Real-time Hand Gesture Recognition with PyTorch on EgoGesture, NvGesture, Jester, Kinetics and UCF101
PyTorch implementation of the article Real-time Hand Gesture Detection and Classification Using Convolutional Neural Networks and Resource Efficient 3D Convolutional Neural Networks, codes and pretrained models.
Figure: A real-time simulation of the architecture with input video from EgoGesture dataset (on left side) and real-time (online) classification scores of each gesture (on right side) are shown, where each class is annotated with different color.
This code includes training, fine-tuning and testing on EgoGesture and nvGesture datasets.
Note that the code only includes ResNet-10, ResNetL-10, ResneXt-101, C3D v1, whose other versions can be easily added.
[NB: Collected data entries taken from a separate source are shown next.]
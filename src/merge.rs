//! External k-way merge of per-block intermediate indexes into one.
//!
//! Grounded on `IndexMergeIterator` (kev1N916/keSE `index_merge_iterator.rs`):
//! each reader offers its current `(termID, D, TF)` triple, a min-heap picks
//! the globally smallest termID across readers, and ties on termID are summed
//! via [`crate::accumulate::sorted_merge`] before the accumulator is flushed.
//! `bsbi.py::merge` is the same algorithm (`heapq.merge` over per-block
//! generators, `sorted_merge_posts_and_tfs` on ties) run one layer up; this
//! merges a set of block readers directly rather than re-merging pairwise.

use std::cmp::Reverse;
use std::collections::BinaryHeap;

use crate::accumulate::sorted_merge;
use crate::error::IndexError;
use crate::index_file::{IndexReader, IndexWriter};

/// Merge `readers` (each already positioned at its start) into `writer` in
/// ascending termID order, summing term frequencies for any termID common to
/// more than one reader. `readers`' own term order must each be strictly
/// increasing; a violation of the combined ordering invariant surfaces as
/// [`IndexError::MergeOrderViolation`].
pub fn merge_into(mut readers: Vec<IndexReader>, writer: &mut IndexWriter) -> Result<(), IndexError> {
    log::debug!("merging {} intermediate indexes", readers.len());
    let mut current: Vec<Option<(u32, Vec<u32>, Vec<u32>)>> = Vec::with_capacity(readers.len());
    for r in readers.iter_mut() {
        current.push(r.iterate_next()?);
    }

    let mut heap: BinaryHeap<Reverse<(u32, usize)>> = BinaryHeap::new();
    for (i, item) in current.iter().enumerate() {
        if let Some((term, _, _)) = item {
            heap.push(Reverse((*term, i)));
        }
    }

    let mut acc: Option<(u32, Vec<u32>, Vec<u32>)> = None;

    while let Some(Reverse((term, idx))) = heap.pop() {
        let (popped_term, doc_ids, tfs) = current[idx].take().expect("heap entry without current item");
        debug_assert_eq!(popped_term, term);

        let next = readers[idx].iterate_next()?;
        if let Some((next_term, _, _)) = &next {
            heap.push(Reverse((*next_term, idx)));
        }
        current[idx] = next;

        acc = Some(match acc.take() {
            None => (term, doc_ids, tfs),
            Some((cur_term, cur_doc, cur_tf)) => {
                if term == cur_term {
                    let (merged_doc, merged_tf) = sorted_merge(&cur_doc, &cur_tf, &doc_ids, &tfs);
                    (cur_term, merged_doc, merged_tf)
                } else if term > cur_term {
                    writer.append(cur_term, &cur_doc, &cur_tf)?;
                    (term, doc_ids, tfs)
                } else {
                    return Err(IndexError::MergeOrderViolation {
                        current: cur_term,
                        got: term,
                    });
                }
            }
        });
    }

    if let Some((term, doc_ids, tfs)) = acc {
        writer.append(term, &doc_ids, &tfs)?;
    }

    log::debug!("merge complete");
    Ok(())
}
Real-time recognition of dynamic hand gestures from video streams is a challenging task since (i) there is no indication when a gesture starts and ends in the video, (ii) performed gestures should only be recognized once, and (iii) the entire architecture should be designed considering the memory and power budget. In this work, we address these challenges by proposing a hierarchical structure enabling offline-working convolutional neural network (CNN) architectures to operate online efficiently by using sliding window approach. The proposed architecture consists of two models: (1) A detector which is a lightweight CNN architecture to detect gestures and (2) a classifier which is a deep CNN to classify the detected gestures. In order to evaluate the single-time activations of the detected gestures, we propose to use the Levenshtein distance as an evaluation metric since it can measure misclassifications, multiple detections, and missing detections at the same time. We evaluate our architecture on two publicly available datasets - EgoGesture and NVIDIA Dynamic Hand Gesture Datasets - which require temporal detection and classification of the performed hand gestures. ResNeXt-101 model, which is used as a classifier, achieves the state-of-the-art offline classification accuracy of 94.04% and 83.82% for depth modality on EgoGesture and NVIDIA benchmarks, respectively. In real-time detection and classification, we obtain considerable early detections while achieving performances close to offline operation. The codes and pretrained models used in this work are publicly available.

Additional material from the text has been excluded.